Acórdão do Supremo Tribunal de Justiça
Processo:
05B1978
Nº Convencional: JSTJ000
Relator: NEVES RIBEIRO
Descritores: CONDOMÍNIO
PROPRIEDADE HORIZONTAL
INOVAÇÃO
Nº do Documento: SJ200507120019787
Data do Acordão: 07/12/2005
Votação: UNANIMIDADE
Tribunal Recurso: T REL COIMBRA
Processo no Tribunal Recurso: 2747/04
Data: 12/14/2004
Texto Integral: S
Privacidade: 1
Meio Processual: REVISTA.
Decisão: CONCEDIDA A REVISTA.
Sumário : 1. Não é permitida a construção de uma marquise de alumínio ocupando a quarta parte de uma varanda exterior do prédio, contra a vontade dos condóminos que, em assembleia geral e por maioria qualificada, deliberaram validamente não autorizar a construção, que lesa o arranjo estético e arquitectónico do conjunto do prédio em que todos habitam.
2. A sentença que chega ao resultado conclusivo e afirmativo desta lesão, por inspecção judicial ao local, não pode considerar-se que respondeu ao que não devia, ainda que esta conclusão possa reportar-se a um quesito em que se perguntava "se a construção da marquise destoava das restantes fracções do prédio", e, como tal, haver-se, por não escritas, quer a pergunta, quer a conclusão judicativa correspondente.
Decisão Texto Integral: Acordam no Supremo Tribunal de Justiça:


O Administrador de certo condomínio instaurou acção condenatória, com processo ordinário, na Vara Mista e Juízos Criminais de Coimbra, contra a condómina, A, destinada a demolir uma marquise que "construíra na sua varanda, indevidamente e sem autorização, constituindo um prejuízo para a linha arquitectónica do edifício, uma vez que destoa absolutamente, e se destaca, das restantes fracções".

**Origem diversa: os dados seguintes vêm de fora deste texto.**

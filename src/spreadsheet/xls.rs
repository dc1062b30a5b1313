use crate::error::ResultMessage;
use crate::error::ResultOptionChain;
use crate::error::SheetSyncError;
use crate::helpers::biff8::Biff8Reader;
use crate::helpers::cfb::Cfb;
use crate::match_biff8_record;
use crate::spreadsheet::cell::to_error_value;
use crate::spreadsheet::cell::Cell;
use crate::spreadsheet::cell::CellType;
use crate::spreadsheet::excel::is_password_protected;
use crate::spreadsheet::excel::load_number_formats;
use crate::spreadsheet::sheet::Sheet;
use crate::spreadsheet::SpreadsheetError;
use crate::spreadsheet::Workbook;
use either::Either;
use std::collections::HashMap;
use thiserror::Error;
use tracing::debug;

// BIFF8 record type identifiers
const FORMULA: u16 = 6;        // Formula record carrying its cached result
const EOF: u16 = 10;           // End of a substream
const DATE1904: u16 = 34;      // Date system flag (1904 vs 1900 base)
const FILE_PASS: u16 = 47;     // Workbook is encrypted
const CODE_PAGE: u16 = 66;     // Character encoding of byte strings
const BOUND_SHEET8: u16 = 133; // Sheet name, type and stream position
const MUL_RK: u16 = 189;       // Run of RK numbers in one row
const XF: u16 = 224;           // Cell format
const SST: u16 = 252;          // Shared string table
const LABEL_SST: u16 = 253;    // Cell referencing the shared string table
const NUMBER: u16 = 515;       // Floating point cell
const LABEL: u16 = 516;        // Inline string cell
const BOOL_ERR: u16 = 517;     // Boolean or error cell
const STRING: u16 = 519;       // String result of the preceding formula
const RK: u16 = 638;           // Compressed number cell
const FORMAT: u16 = 1054;      // Custom number format
const BOF: u16 = 2057;         // Start of a substream

/// BOUNDSHEET8 sheet type for a plain worksheet
const WORKSHEET: u8 = 0;

/// Error types specific to XLS file parsing
#[derive(Error, Debug)]
pub(crate) enum XlsError {
    #[error("Invalid Code page '{0}'")]
    CodePageError(u16),

    #[error("Invalid Formula value '{0:#018x}'")]
    FormulaValueError(u64),

    #[error("Shared string index {0} out of range")]
    SharedStringIndexError(usize),
}

/// An Excel 97-2003 workbook held fully in memory
pub(crate) struct XlsWorkbook {
    reader: Biff8Reader,
    shared_strings: Vec<String>,
    /// Cell type per XF index
    number_formats: Vec<CellType>,
    /// Worksheets in workbook order with their stream positions
    sheets: Vec<(String, usize)>,
}

impl XlsWorkbook {
    /// Reads the workbook globals substream: encoding, formats, shared strings, sheet list
    pub(crate) fn open(bytes: &[u8]) -> Result<XlsWorkbook, SheetSyncError> {
        let cfb = Cfb::from_bytes(bytes.to_vec())?;
        if is_password_protected(&cfb) {
            Err(SpreadsheetError::MalformedDocument("workbook is password protected".to_owned()))?
        }
        let mut reader = cfb.read("Workbook")
            .ok_none_else(|| cfb.read("Book"))?
            .map(Biff8Reader::new)
            .ok_or_else(|| SpreadsheetError::MalformedDocument("missing Workbook stream".to_owned()))?;
        let mut is_1904 = false;
        let mut shared_strings = Vec::new();
        let mut custom_formats: HashMap<String, CellType> = HashMap::new();
        let mut format_indexes: Vec<String> = Vec::new();
        let mut sheets: Vec<(String, usize)> = Vec::new();
        match_biff8_record!(reader => {
            EOF => break,
            FILE_PASS => Err(SpreadsheetError::MalformedDocument("workbook is password protected".to_owned()))?,
            DATE1904 if reader.read_u16()? == 1 => is_1904 = true,
            CODE_PAGE => {
                let code_page = reader.read_u16()?;
                reader.encoding = codepage::to_encoding(code_page).ok_or(XlsError::CodePageError(code_page))?;
            }
            FORMAT => {
                let id = reader.read_u16()?;
                let format = reader.read_xl_unicode_string()?;
                custom_formats.insert(id.to_string(), CellType::parse_custom_number_format(&format, is_1904));
            }
            XF => {
                reader.skip(2)?;
                format_indexes.push(reader.read_u16()?.to_string());
            }
            SST => shared_strings = load_shared_strings(&mut reader).with_prefix("SST")?,
            BOUND_SHEET8 => {
                let position = reader.read_u32()? as usize;
                reader.skip(1)?;
                let sheet_type = reader.read_u8()?;
                let sheet_name = reader.read_short_xl_unicode_string()?;
                if sheet_type == WORKSHEET {
                    sheets.push((sheet_name, position));
                }
            }
        });

        let number_formats = load_number_formats(format_indexes, custom_formats, is_1904);
        Ok(XlsWorkbook { reader, shared_strings, number_formats, sheets })
    }

    fn number_format(&self, index: usize) -> CellType {
        self.number_formats.get(index).copied().unwrap_or(CellType::Number)
    }

    fn read_sheet(&mut self, sheet_name: &str, position: usize) -> Result<Sheet, SheetSyncError> {
        let mut sheet = Sheet::new(sheet_name);
        self.reader.goto(position);
        self.reader.next()?;
        while let Some(tag) = self.reader.next()? {
            match tag {
                BOF | EOF => break,
                MUL_RK => {
                    let row = self.reader.read_u16()? as usize;
                    let col_lower_bound = self.reader.read_u16()? as usize;
                    let col_upper_bound = self.reader.last_u16()? as usize;
                    for col in col_lower_bound..=col_upper_bound {
                        let index = self.reader.read_u16()? as usize;
                        let kind = self.number_format(index);
                        let value = self.reader.read_rk_number()?;
                        sheet.push(Cell { row, col, kind, value: value.to_string() });
                    }
                }
                BOOL_ERR | NUMBER | RK | LABEL_SST | LABEL | FORMULA => {
                    let row = self.reader.read_u16()? as usize;
                    let col = self.reader.read_u16()? as usize;
                    let (either, value) = match tag {
                        BOOL_ERR => read_bool_or_error_cell(&mut self.reader)?,
                        NUMBER => read_number_cell(&mut self.reader)?,
                        RK => read_rk_cell(&mut self.reader)?,
                        LABEL_SST => read_label_sst_cell(&mut self.reader, &self.shared_strings)?,
                        LABEL => read_label_cell(&mut self.reader)?,
                        _ => read_formula_cell(&mut self.reader)?,
                    };
                    let kind = match either {
                        Either::Left(kind) => kind,
                        Either::Right(index) => self.number_format(index),
                    };
                    if !value.is_empty() {
                        sheet.push(Cell { row, col, kind, value });
                    }
                }
                _ => (),
            }
        }
        sheet.finish();
        Ok(sheet)
    }
}

impl Workbook for XlsWorkbook {
    fn first_sheet(&mut self) -> Result<Option<Sheet>, SheetSyncError> {
        let Some((sheet_name, position)) = self.sheets.first().cloned() else {
            return Ok(None);
        };
        debug!(sheet = %sheet_name, position, shared_strings = self.shared_strings.len(), "reading xls worksheet");
        self.read_sheet(&sheet_name, position)
            .with_prefix(&sheet_name)
            .map(Some)
    }
}

/// Loads the shared string table; the count is the second `u32` of the record
fn load_shared_strings(reader: &mut Biff8Reader) -> Result<Vec<String>, SheetSyncError> {
    reader.skip(4)?;
    let count = reader.read_u32()? as usize;
    (0..count)
        .map(|_| reader.read_xl_unicode_rich_extended_string())
        .collect()
}

/// Boolean cells store `1`/`0`, error cells store their literal
fn read_bool_or_error_cell(reader: &mut Biff8Reader) -> Result<(Either<CellType, usize>, String), SheetSyncError> {
    reader.skip(2)?;
    let value = reader.read_u8()?;
    let is_error = reader.read_u8()? != 0;
    if is_error {
        Ok((Either::Left(CellType::Error), to_error_value(value).to_owned()))
    } else {
        Ok((Either::Left(CellType::Boolean), value.to_string()))
    }
}

fn read_number_cell(reader: &mut Biff8Reader) -> Result<(Either<CellType, usize>, String), SheetSyncError> {
    let index = reader.read_u16()? as usize;
    let value = reader.read_f64()?;
    Ok((Either::Right(index), value.to_string()))
}

fn read_rk_cell(reader: &mut Biff8Reader) -> Result<(Either<CellType, usize>, String), SheetSyncError> {
    let index = reader.read_u16()? as usize;
    let value = reader.read_rk_number()?;
    Ok((Either::Right(index), value.to_string()))
}

fn read_label_sst_cell(reader: &mut Biff8Reader, shared_strings: &[String]) -> Result<(Either<CellType, usize>, String), SheetSyncError> {
    reader.skip(2)?;
    let index = reader.read_u32()? as usize;
    let value = shared_strings
        .get(index)
        .cloned()
        .ok_or(XlsError::SharedStringIndexError(index))?;
    Ok((Either::Left(CellType::String), value))
}

fn read_label_cell(reader: &mut Biff8Reader) -> Result<(Either<CellType, usize>, String), SheetSyncError> {
    reader.skip(2)?;
    let value = reader.read_xl_unicode_string()?;
    Ok((Either::Left(CellType::String), value))
}

/// Reads the cached result of a formula.
/// A result whose top two bytes are `0xFFFF` is not a number; its low byte says what it is,
/// and a string result lives in the STRING record that follows.
fn read_formula_cell(reader: &mut Biff8Reader) -> Result<(Either<CellType, usize>, String), SheetSyncError> {
    let index = reader.read_u16()? as usize;
    let formula = reader.read_u64()?;
    let is_number = (formula & 0xFFFF_0000_0000_0000) != 0xFFFF_0000_0000_0000;
    if is_number {
        return Ok((Either::Right(index), f64::from_bits(formula).to_string()));
    }
    match formula & 0xFF {
        0 => match reader.next()? {
            Some(STRING) => Ok((Either::Left(CellType::String), reader.read_xl_unicode_string()?)),
            _ => Err(XlsError::FormulaValueError(formula))?,
        },
        1 => {
            let value = if (formula >> 16) & 0xFF > 0 { "1" } else { "0" };
            Ok((Either::Left(CellType::Boolean), value.to_owned()))
        }
        2 => {
            let code = ((formula >> 16) & 0xFF) as u8;
            Ok((Either::Left(CellType::Error), to_error_value(code).to_owned()))
        }
        3 => Ok((Either::Left(CellType::String), String::new())),
        _ => Err(XlsError::FormulaValueError(formula))?,
    }
}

2. Foi proferida sentença, em 05/03/04, julgando a acção procedente, sentença que a Relação revogou, por considerar que não havia prova da alteração da linha arquitectónica da fachada do prédio, com a instalação da marquise. (Fls. 97).
Para ordenação lógica do discurso, e para melhor se compreender, e enquadrar, o objecto do pedido de revista (parte 4, infra), antecipemos o segmento nuclear da decisão recorrida que é posto exactamente em causa, através do recurso:

3. A decisão recorrida, ao fundamentar a improcedência da acção, acentua que, «não há sequer, no processo, uma fotografia; não há acesso à linha arquitectónica do prédio (fls.96); se sabe qual o piso em que se situa o andar, em que fachada, qual o estilo, o grau de conservação ou de deterioração do edifício, bem como a qualificação ou graduação da visibilidade exterior da obra, ou se há situações similares que mitiguem o alegado ilícito» (fls.97).
Depois, salienta que todo o mal se radica no 1º quesito, porque este, «recaindo sobre puros juízos de valor de natureza evidentemente conclusiva, leva a uma resposta que se tem de haver como não escrita, pese embora o esforço desenvolvido pelo julgador, usando de pronúncia intencionalmente explicativa, mas que não pode deixar de ser considerada, no seu domínio, como excessiva, por representar a introdução, nos autos, de dados de facto nem sequer alegados pela parte onerada com a respectiva prova».
E conclui:
Por um lado: «que a resposta em causa, ultrapassou visivelmente, os limites da pergunta, por mencionar factos não contidos na economia do texto daquela pergunta, devendo ter-se essa resposta, por não escrita, ao abrigo da disciplina consagrada no n.º 4 do art. 646.° do C.P.C.».
Por outro: «que resulta poder extrair-se, o incontornável insucesso da deduzida pretensão, por manifesta carência de alegação factual, comprometendo, de todo, a demonstração de alteração substancial da estrutura externa do prédio e, com isso, a verificação da imputada ofensa ao preceituado no artigo 1422.º, n.º 2, alínea a), do Código Civil».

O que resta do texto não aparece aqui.